#### What the exercise asks:
Starting with the first line of the data that follows, transcribe every line verbatim until the line containing "use std::collections::HashMap;" has been transcribed.

#### Data shown:
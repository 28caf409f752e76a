//! Request/response correlation.
//!
//! Every issued command gets an id unique among pending requests and a
//! single-fulfillment slot. Replies resolve slots by id; teardown fails all of
//! them with `ConnectionLost`.

use std::collections::HashMap;
use std::time::{Duration, Instant};

use parking_lot::Mutex;
use serde_json::Value;
use tokio::sync::oneshot;

use super::ipc::IpcError;
use super::protocol::MpvResponse;

/// Outcome delivered to the issuer of a command.
pub type CommandResult = Result<Value, IpcError>;

/// In-flight bookkeeping for one command.
struct PendingRequest {
  tx: oneshot::Sender<CommandResult>,
  verb: String,
  created_at: Instant,
}

struct CorrelatorState {
  next_id: u64,
  pending: HashMap<u64, PendingRequest>,
  closed: bool,
}

/// Pending request table for one connection.
pub struct Correlator {
  state: Mutex<CorrelatorState>,
}

/// A pending request that has been waiting longer than expected.
#[derive(Debug, Clone, PartialEq)]
pub struct StaleRequest {
  pub request_id: u64,
  pub verb: String,
  pub age: Duration,
}

impl Correlator {
  pub fn new() -> Self {
    Self {
      state: Mutex::new(CorrelatorState {
        next_id: 1,
        pending: HashMap::new(),
        closed: false,
      }),
    }
  }

  /// Allocate an id and a completion slot for a new command.
  pub fn register(&self, verb: &str) -> Result<(u64, oneshot::Receiver<CommandResult>), IpcError> {
    let mut state = self.state.lock();
    if state.closed {
      return Err(IpcError::ConnectionLost);
    }

    let mut id = state.next_id;
    while id == 0 || state.pending.contains_key(&id) {
      id = id.wrapping_add(1);
    }
    state.next_id = id.wrapping_add(1);

    let (tx, rx) = oneshot::channel();
    state.pending.insert(
      id,
      PendingRequest {
        tx,
        verb: verb.to_string(),
        created_at: Instant::now(),
      },
    );
    Ok((id, rx))
  }

  /// Complete the slot matching a reply. Returns false for unknown ids.
  pub fn resolve(&self, response: MpvResponse) -> bool {
    let Some(request) = self.state.lock().pending.remove(&response.request_id) else {
      log::debug!(
        "Dropping reply for unknown request_id={}",
        response.request_id
      );
      return false;
    };

    let result = if response.is_success() {
      Ok(response.data.unwrap_or(Value::Null))
    } else {
      Err(IpcError::CommandFailed(response.error))
    };

    if request.tx.send(result).is_err() {
      log::debug!(
        "Caller for request_id={} ({}) went away before the reply",
        response.request_id,
        request.verb
      );
    }
    true
  }

  /// Forget a request whose line never reached the socket.
  pub fn cancel(&self, request_id: u64) {
    self.state.lock().pending.remove(&request_id);
  }

  /// Fail every pending request with `ConnectionLost` and refuse new ones.
  pub fn fail_all(&self) -> usize {
    let drained: Vec<(u64, PendingRequest)> = {
      let mut state = self.state.lock();
      state.closed = true;
      state.pending.drain().collect()
    };

    let count = drained.len();
    for (id, request) in drained {
      log::debug!("Failing request_id={} ({}): connection lost", id, request.verb);
      let _ = request.tx.send(Err(IpcError::ConnectionLost));
    }
    count
  }

  pub fn pending_count(&self) -> usize {
    self.state.lock().pending.len()
  }

  /// Requests pending for longer than `older_than`, oldest first.
  pub fn stale_requests(&self, older_than: Duration) -> Vec<StaleRequest> {
    let now = Instant::now();
    let mut stale: Vec<StaleRequest> = self
      .state
      .lock()
      .pending
      .iter()
      .map(|(id, request)| StaleRequest {
        request_id: *id,
        verb: request.verb.clone(),
        age: now.duration_since(request.created_at),
      })
      .filter(|request| request.age >= older_than)
      .collect();
    stale.sort_by(|a, b| b.age.cmp(&a.age));
    stale
  }
}

impl Default for Correlator {
  fn default() -> Self {
    Self::new()
  }
}
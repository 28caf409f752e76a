//! MPV process detection, spawning and exit supervision.

use std::path::PathBuf;
use std::process::Stdio;

use thiserror::Error;
use tokio::process::{Child, Command};
use tokio::sync::oneshot;
use tokio_util::sync::CancellationToken;

use crate::config::PlayerConfig;

#[derive(Error, Debug)]
pub enum ProcessError {
  #[error("MPV executable not found")]
  NotFound,
  #[error("Failed to spawn MPV: {0}")]
  SpawnFailed(#[from] std::io::Error),
}

/// How the player process ended.
#[derive(Debug, Clone, Copy, PartialEq, Eq)]
pub enum ExitKind {
  Clean,
  Crash,
}

impl ExitKind {
  /// Exit code 0 is a clean quit. Any other code, or death by signal
  /// (`None`), is a crash unless a stop had been requested.
  pub fn classify(code: Option<i32>, stop_requested: bool) -> Self {
    match code {
      Some(0) => ExitKind::Clean,
      _ if stop_requested => ExitKind::Clean,
      _ => ExitKind::Crash,
    }
  }
}

/// Default IPC endpoint, unique per client so sessions never share a socket.
pub fn default_ipc_path() -> String {
  let name = format!("mpv-remote-{}", uuid::Uuid::new_v4().simple());
  #[cfg(windows)]
  {
    format!(r"\\.\pipe\{}", name)
  }
  #[cfg(not(windows))]
  {
    let dir = dirs::runtime_dir().unwrap_or_else(std::env::temp_dir);
    dir.join(format!("{}.sock", name)).to_string_lossy().into_owned()
  }
}

/// Find MPV executable in common locations.
pub fn find_mpv() -> Option<PathBuf> {
  // Check PATH first
  if let Ok(path) = which::which("mpv") {
    return Some(path);
  }

  #[cfg(windows)]
  let common_paths: &[&str] = &[
    r"C:\Program Files\mpv\mpv.exe",
    r"C:\Program Files (x86)\mpv\mpv.exe",
    r"C:\mpv\mpv.exe",
  ];
  #[cfg(target_os = "macos")]
  let common_paths: &[&str] = &[
    "/usr/local/bin/mpv",
    "/opt/homebrew/bin/mpv",
    "/Applications/mpv.app/Contents/MacOS/mpv",
  ];
  #[cfg(not(any(windows, target_os = "macos")))]
  let common_paths: &[&str] = &["/usr/bin/mpv", "/usr/local/bin/mpv"];

  common_paths.iter().map(PathBuf::from).find(|p| p.exists())
}

/// Command-line arguments for a controllable, headless-by-default player.
pub fn mpv_args(config: &PlayerConfig, ipc_path: &str) -> Vec<String> {
  let mut args = vec![
    format!("--input-ipc-server={}", ipc_path),
    "--idle=yes".to_string(),
    "--no-terminal".to_string(),
    "--keep-open=no".to_string(),
  ];
  if config.audio_only {
    args.push("--no-video".to_string());
  }
  if config.force_window {
    args.push("--force-window=yes".to_string());
  }
  args.extend(config.extra_args.iter().cloned());
  args
}

/// Spawn MPV process with IPC server enabled.
pub fn spawn_mpv(config: &PlayerConfig, ipc_path: &str) -> Result<Child, ProcessError> {
  let mpv_exe = config
    .binary
    .as_ref()
    .filter(|s| !s.is_empty())
    .map(PathBuf::from)
    .or_else(find_mpv)
    .ok_or(ProcessError::NotFound)?;

  let args = mpv_args(config, ipc_path);
  log::info!("Spawning MPV: {:?} with IPC: {}", mpv_exe, ipc_path);
  log::debug!("MPV args: {:?}", args);

  let child = Command::new(&mpv_exe)
    .args(&args)
    .stdin(Stdio::null())
    .stdout(Stdio::null())
    .stderr(Stdio::null())
    .kill_on_drop(true)
    .spawn()?;

  Ok(child)
}

/// Handle on a supervised player process.
pub struct ProcessWatch {
  pub pid: Option<u32>,
  /// Resolves with the exit code once the process is gone (`None` = signal).
  pub exit_rx: oneshot::Receiver<Option<i32>>,
  /// Cancel to kill the process.
  pub kill: CancellationToken,
}

/// Wait for `child` to exit in the background.
pub fn watch_process(mut child: Child) -> ProcessWatch {
  let pid = child.id();
  let (exit_tx, exit_rx) = oneshot::channel();
  let kill = CancellationToken::new();
  let kill_requested = kill.clone();

  tokio::spawn(async move {
    let status = tokio::select! {
      status = child.wait() => status,
      _ = kill_requested.cancelled() => {
        log::info!("Killing MPV process (pid: {:?})", pid);
        if let Err(e) = child.kill().await {
          log::error!("kill() failed: {}", e);
        }
        child.wait().await
      }
    };

    let code = match status {
      Ok(status) => {
        log::info!("MPV process exited with: {}", status);
        status.code()
      }
      Err(e) => {
        log::error!("wait() failed: {}", e);
        None
      }
    };
    let _ = exit_tx.send(code);
  });

  ProcessWatch { pid, exit_rx, kill }
}

/// Remove a stale socket file left by a previous player.
pub fn cleanup_ipc(path: &str) {
  #[cfg(not(windows))]
  {
    let _ = std::fs::remove_file(path);
  }
  // Windows named pipes are cleaned up automatically
  #[cfg(windows)]
  let _ = path;
}
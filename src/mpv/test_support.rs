//! In-process stand-in for an mpv IPC server, used by unit tests.

use std::path::PathBuf;
use std::sync::Arc;
use std::time::Duration;

use serde_json::{json, Value};
use tokio::io::{AsyncBufReadExt, AsyncWriteExt, BufReader};
use tokio::net::UnixListener;
use tokio::sync::{mpsc, Mutex};
use tokio_util::sync::CancellationToken;

/// How the fake player answers one command.
pub enum Reply {
  Data(Value),
  Error(String),
  Silent,
}

type Responder = Arc<dyn Fn(&Value) -> Reply + Send + Sync>;

/// Listens on a Unix socket in a temp dir and hands out accepted connections.
pub struct FakePlayer {
  _dir: tempfile::TempDir,
  path: PathBuf,
  accepted: mpsc::UnboundedReceiver<FakeConnection>,
}

/// Server side of one accepted connection.
pub struct FakeConnection {
  requests: Mutex<mpsc::UnboundedReceiver<Value>>,
  push_tx: mpsc::UnboundedSender<String>,
  closed: CancellationToken,
  peer_gone: CancellationToken,
}

impl FakePlayer {
  /// Bind a socket; `respond` receives the `command` array of every request.
  pub fn spawn<F>(respond: F) -> Self
  where
    F: Fn(&Value) -> Reply + Send + Sync + 'static,
  {
    let dir = tempfile::Builder::new()
      .prefix("mpv")
      .tempdir_in("/tmp")
      .expect("temp dir");
    let path = dir.path().join("mpv.sock");
    let listener = UnixListener::bind(&path).expect("bind fake mpv socket");
    let responder: Responder = Arc::new(respond);
    let (accepted_tx, accepted) = mpsc::unbounded_channel();

    tokio::spawn(async move {
      while let Ok((stream, _)) = listener.accept().await {
        let (reader, mut writer) = stream.into_split();
        let (request_tx, request_rx) = mpsc::unbounded_channel();
        let (push_tx, mut push_rx) = mpsc::unbounded_channel::<String>();
        let closed = CancellationToken::new();
        let peer_gone = CancellationToken::new();

        let reply_tx = push_tx.clone();
        let responder = responder.clone();
        let reader_closed = closed.clone();
        let reader_peer_gone = peer_gone.clone();
        tokio::spawn(async move {
          let mut lines = BufReader::new(reader).lines();
          loop {
            let line = tokio::select! {
              _ = reader_closed.cancelled() => break,
              line = lines.next_line() => line,
            };
            let Ok(Some(line)) = line else {
              reader_peer_gone.cancel();
              break;
            };
            let Ok(request) = serde_json::from_str::<Value>(&line) else {
              continue;
            };
            let id = request["request_id"].clone();
            let reply = match responder(&request["command"]) {
              Reply::Data(data) => Some(json!({"request_id": id, "error": "success", "data": data})),
              Reply::Error(error) => Some(json!({"request_id": id, "error": error})),
              Reply::Silent => None,
            };
            let _ = request_tx.send(request);
            if let Some(reply) = reply {
              let _ = reply_tx.send(reply.to_string());
            }
          }
        });

        let writer_closed = closed.clone();
        tokio::spawn(async move {
          loop {
            let line = tokio::select! {
              _ = writer_closed.cancelled() => break,
              line = push_rx.recv() => line,
            };
            let Some(line) = line else { break };
            if writer.write_all(format!("{}\n", line).as_bytes()).await.is_err() {
              break;
            }
          }
          let _ = writer.shutdown().await;
        });

        let connection = FakeConnection {
          requests: Mutex::new(request_rx),
          push_tx,
          closed,
          peer_gone,
        };
        if accepted_tx.send(connection).is_err() {
          break;
        }
      }
    });

    Self {
      _dir: dir,
      path,
      accepted,
    }
  }

  pub fn path(&self) -> &str {
    self.path.to_str().expect("utf-8 socket path")
  }

  /// Next accepted connection, in accept order.
  pub async fn accept(&mut self) -> FakeConnection {
    tokio::time::timeout(Duration::from_secs(5), self.accepted.recv())
      .await
      .expect("timed out waiting for a connection")
      .expect("listener stopped")
  }
}

impl FakeConnection {
  /// Send one raw line to the client.
  pub fn push(&self, line: &str) {
    let _ = self.push_tx.send(line.to_string());
  }

  /// Next request the client sent.
  pub async fn next_request(&self) -> Value {
    let mut requests = self.requests.lock().await;
    tokio::time::timeout(Duration::from_secs(5), requests.recv())
      .await
      .expect("timed out waiting for a request")
      .expect("connection closed")
  }

  /// Wait until the client closes its side of the connection.
  pub async fn wait_closed(&self) {
    tokio::time::timeout(Duration::from_secs(5), self.peer_gone.cancelled())
      .await
      .expect("client never closed the connection");
  }

  /// Close the connection from the player side.
  pub fn disconnect(&self) {
    self.closed.cancel();
  }
}
impl MpvClient {
  /// Create a new MPV client. Nothing is spawned until [`start`](Self::start).
  pub fn new(config: PlayerConfig) -> Self {
    Self::with_launcher(config, Arc::new(SpawnMpv))
  }

  fn with_launcher(config: PlayerConfig, launcher: Arc<dyn Launcher>) -> Self {
    let ipc_path = config
      .socket_path
      .clone()
      .filter(|s| !s.trim().is_empty())
      .unwrap_or_else(default_ipc_path);
    let (events, _) = broadcast::channel(EVENT_CAPACITY);

    Self {
      config: Arc::new(Mutex::new(config)),
      ipc_path: Arc::new(ipc_path),
      lifecycle: Arc::new(Mutex::new(LifecycleState::Stopped)),
      running: Arc::new(AtomicBool::new(false)),
      active: Arc::new(Mutex::new(None)),
      observed: Arc::new(Mutex::new(ObservedProperties::new())),
      events,
      launcher,
    }
  }

  /// Replace the configuration (takes effect on next start; the IPC path is fixed).
  pub fn set_config(&self, config: PlayerConfig) {
    *self.config.lock() = config;
  }

  pub fn config(&self) -> PlayerConfig {
    self.config.lock().clone()
  }

  /// IPC endpoint used by this client.
  pub fn ipc_path(&self) -> &str {
    &self.ipc_path
  }

  /// Subscribe to player events.
  pub fn subscribe(&self) -> broadcast::Receiver<PlayerEvent> {
    self.events.subscribe()
  }

  pub fn state(&self) -> LifecycleState {
    *self.lifecycle.lock()
  }

  pub fn is_running(&self) -> bool {
    self.running.load(Ordering::SeqCst)
  }

  pub fn connection_state(&self) -> ConnectionState {
    self
      .active
      .lock()
      .as_ref()
      .map(|active| active.ipc.state())
      .unwrap_or(ConnectionState::Disconnected)
  }

  /// Process id of the running player.
  pub fn pid(&self) -> Option<u32> {
    self.active.lock().as_ref().and_then(|active| active.pid)
  }

  /// Requests that have waited longer than `older_than` for a reply.
  pub fn stale_requests(&self, older_than: Duration) -> Vec<StaleRequest> {
    self
      .active
      .lock()
      .as_ref()
      .map(|active| active.ipc.stale_requests(older_than))
      .unwrap_or_default()
  }

  /// Commands still waiting for a reply.
  pub fn pending_requests(&self) -> usize {
    self
      .active
      .lock()
      .as_ref()
      .map(|active| active.ipc.pending_count())
      .unwrap_or(0)
  }

  fn set_state(&self, next: LifecycleState) {
    let mut state = self.lifecycle.lock();
    log::debug!("MPV lifecycle: {:?} -> {:?}", *state, next);
    *state = next;
  }

  fn publish(&self, event: PlayerEvent) {
    let _ = self.events.send(event);
  }

  /// Start MPV and connect to IPC.
  pub async fn start(&self) -> Result<(), MpvError> {
    let config = self.config.lock().clone();
    config.validate().map_err(MpvError::InvalidConfig)?;

    {
      let mut state = self.lifecycle.lock();
      if *state != LifecycleState::Stopped {
        return Err(MpvError::AlreadyRunning(*state));
      }
      log::debug!("MPV lifecycle: {:?} -> {:?}", *state, LifecycleState::Starting);
      *state = LifecycleState::Starting;
    }

    match self.launcher.launch(config.clone(), self.ipc_path.to_string()).await {
      Ok((ipc, watch)) => {
        self.attach(Arc::new(ipc), watch, &config).await;
        log::info!("MPV client connected");
        Ok(())
      }
      Err(e) => {
        log::error!("Failed to start MPV: {}", e);
        self.set_state(LifecycleState::Stopped);
        Err(e)
      }
    }
  }

  /// Wire a connected transport and a supervised process into a session.
  pub(super) async fn attach(&self, ipc: Arc<MpvIpc>, watch: ProcessWatch, config: &PlayerConfig) {
    let ProcessWatch { pid, exit_rx, kill } = watch;
    let done = CancellationToken::new();
    let options = SessionOptions {
      endpoint: self.ipc_path.to_string(),
      seek_poll_limit: config.seek_poll_limit,
      time_update: config.time_update_interval(),
      command_timeout: config.command_timeout(),
    };

    *self.active.lock() = Some(ActiveSession {
      ipc: ipc.clone(),
      pid,
      kill,
      done: done.clone(),
    });
    self.running.store(true, Ordering::SeqCst);
    self.set_state(LifecycleState::Running);

    let client = self.clone();
    let events = self.events.clone();
    tokio::spawn(async move {
      let code = run_session(ipc, exit_rx, events, options).await;
      client.handle_exit(code, done).await;
    });

    if let Err(e) = self
      .send(MpvCommand::observe_property(TIME_POS_OBSERVER_ID, TIME_POS_PROPERTY))
      .await
    {
      log::warn!("Failed to observe {}: {}", TIME_POS_PROPERTY, e);
    }

    let observed: Vec<(String, i64)> = self
      .observed
      .lock()
      .by_name
      .iter()
      .map(|(name, id)| (name.clone(), *id))
      .collect();
    for (name, id) in observed {
      if let Err(e) = self.send(MpvCommand::observe_property(id, &name)).await {
        log::warn!("Failed to re-observe {}: {}", name, e);
      }
    }
  }

  /// React to the player process going away. The session has already closed
  /// the transport, stopped the poller and failed pending requests.
  async fn handle_exit(&self, code: Option<i32>, done: CancellationToken) {
    let stop_requested = self.state() == LifecycleState::Stopping;
    let kind = ExitKind::classify(code, stop_requested);
    if kind == ExitKind::Crash {
      self.set_state(LifecycleState::Crashing);
    }

    self.active.lock().take();
    self.running.store(false, Ordering::SeqCst);
    self.launcher.release(&self.ipc_path);
    self.set_state(LifecycleState::Stopped);
    done.cancel();

    match kind {
      ExitKind::Clean => {
        log::info!("MPV was quit (exit code {:?})", code);
        self.publish(exit_event(kind));
      }
      ExitKind::Crash => {
        log::warn!("MPV exited unexpectedly (exit code {:?})", code);
        self.publish(exit_event(kind));

        if self.config.lock().auto_restart {
          log::info!("Restarting MPV after crash");
          match self.restart().await {
            Ok(()) => {
              log::info!("Restarted MPV after crash");
              self.publish(PlayerEvent::Crashed);
            }
            Err(e) => {
              log::error!("Error restarting MPV after crash: {}", e);
              self.publish(PlayerEvent::Error(PlayerError::RestartFailed(e.to_string())));
            }
          }
        }
      }
    }
  }

  fn restart(&self) -> BoxFuture<'static, Result<(), MpvError>> {
    let client = self.clone();
    async move { client.start().await }.boxed()
  }

  fn session_handles(&self) -> Option<(Arc<MpvIpc>, CancellationToken, CancellationToken)> {
    self
      .active
      .lock()
      .as_ref()
      .map(|active| (active.ipc.clone(), active.kill.clone(), active.done.clone()))
  }

  /// Quit MPV gracefully, killing it if it does not exit in time.
  pub async fn quit(&self) -> Result<(), MpvError> {
    let (ipc, kill, done) = self.session_handles().ok_or(MpvError::NotRunning)?;
    self.set_state(LifecycleState::Stopping);

    let timeout = self.config.lock().quit_timeout();
    match ipc.send_command_timeout(MpvCommand::quit(), timeout).await {
      Ok(_) | Err(IpcError::ConnectionLost) => {}
      Err(e) => log::debug!("quit command failed: {}", e),
    }

    if tokio::time::timeout(timeout, done.cancelled()).await.is_err() {
      log::warn!("MPV did not exit within {:?} after quit; killing it", timeout);
      kill.cancel();
      done.cancelled().await;
    }
    Ok(())
  }

  /// Kill MPV without asking it to quit.
  pub async fn stop(&self) {
    let Some((ipc, kill, done)) = self.session_handles() else {
      log::warn!("No MPV process to stop");
      return;
    };
    log::info!("stop() called - killing MPV");
    self.set_state(LifecycleState::Stopping);
    ipc.close();
    kill.cancel();
    done.cancelled().await;
    log::info!("MPV client stopped");
  }

  fn get_ipc(&self) -> Result<Arc<MpvIpc>, MpvError> {
    let guard = self.active.lock();
    guard
      .as_ref()
      .map(|active| active.ipc.clone())
      .ok_or(MpvError::NotRunning)
  }

  /// Send a command to MPV, applying the configured reply timeout.
  pub(crate) async fn send(&self, cmd: MpvCommand) -> Result<Value, MpvError> {
    let ipc = self.get_ipc()?;
    let timeout = self.config.lock().command_timeout();
    let data = match timeout {
      Some(timeout) => ipc.send_command_timeout(cmd, timeout).await?,
      None => ipc.send_command(cmd).await?,
    };
    Ok(data)
  }

  /// Issue an arbitrary command and return its reply payload.
  pub async fn command(&self, verb: &str, args: Vec<Value>) -> Result<Value, MpvError> {
    self.send(MpvCommand::new(verb, args)).await
  }

  /// Observe a property; changes arrive as [`PlayerEvent::Status`].
  pub async fn observe_property(&self, name: &str) -> Result<(), MpvError> {
    let id = self.observed.lock().id_for(name);
    self.send(MpvCommand::observe_property(id, name)).await?;
    self.observed.lock().by_name.insert(name.to_string(), id);
    Ok(())
  }

  /// Stop observing a property previously passed to `observe_property`.
  pub async fn unobserve_property(&self, name: &str) -> Result<(), MpvError> {
    let Some(id) = self.observed.lock().by_name.remove(name) else {
      log::debug!("Property {} is not observed", name);
      return Ok(());
    };
    self.send(MpvCommand::unobserve_property(id)).await?;
    Ok(())
  }
}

#### Response below:
repository 28caf409f752e76a
//! Request/response correlation.
//!
//! Every issued command gets an id unique among pending requests and a
//! single-fulfillment slot. Replies resolve slots by id; teardown fails all of
//! them with `ConnectionLost`.

use std::collections::HashMap;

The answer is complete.